Task brief |
In the records that follow, find each line with "serde" and pull it out.

Data |

//! The consolidated record: the join of a triggering radar detection with
//! the closest contemporaneous camera and weather data.

use chrono::{DateTime, Utc};
use serde::{Deserialize, Serialize};

use super::{AlertLevel, SourceFormat};

#[derive(Debug, Clone, Serialize, Deserialize)]
pub struct RadarData {
    pub detection_id: String,
    pub speed_mph: f64,
    pub speed_mps: f64,
    pub alert_level: AlertLevel,
    pub direction: &'static str,
    pub source_format: SourceFormat,
}

#[derive(Debug, Clone, Serialize, Deserialize, Default)]
pub struct WeatherSnapshot {
    pub local: Option<super::WeatherSample>,
    pub airport: Option<super::WeatherSample>,
}

impl WeatherSnapshot {
    pub fn is_empty(&self) -> bool {
        self.local.is_none() && self.airport.is_none()
    }
}

#[derive(Debug, Clone, Copy, PartialEq, Eq, Serialize, Deserialize)]
#[serde(rename_all = "snake_case")]
pub enum ConsolidationMethod {
    RadarCameraCorrelated,
    RadarOnly,
}

#[derive(Debug, Clone, Serialize, Deserialize)]
pub struct CameraData {
    pub vehicle_count: u32,
    pub vehicle_types: Vec<String>,
    pub primary_confidence: Option<f64>,
    pub image_id: Option<String>,
    pub image_path: Option<String>,
    /// Absolute seconds between the radar detection and the matched camera
    /// event; `None` on fallback.
    pub correlation_time_diff: Option<f64>,
    pub fallback_reason: Option<String>,
}

impl CameraData {
    pub fn fallback() -> Self {
        Self {
            vehicle_count: 1,
            vehicle_types: Vec::new(),
            primary_confidence: None,
            image_id: None,
            image_path: None,
            correlation_time_diff: None,
            fallback_reason: Some("no_camera_correlation".to_string()),
        }
    }
}

#[derive(Debug, Clone, Serialize, Deserialize)]
pub struct ProcessingMetadata {
    pub sources_used: Vec<&'static str>,
    pub consolidation_method: ConsolidationMethod,
}

/// Immutable once emitted. Created by the Correlator, owned by the bus
/// stream, consumed independently by the Persister and the Broker.
#[derive(Debug, Clone, Serialize, Deserialize)]
pub struct ConsolidatedRecord {
    pub consolidation_id: String,
    pub correlation_id: String,
    pub timestamp: DateTime<Utc>,
    pub trigger_source: &'static str,
    pub radar_data: RadarData,
    pub weather_data: WeatherSnapshot,
    pub camera_data: CameraData,
    pub processing_metadata: ProcessingMetadata,
}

Solution to the problem |
use serde::{Deserialize, Serialize};
#[serde(rename_all = "snake_case")]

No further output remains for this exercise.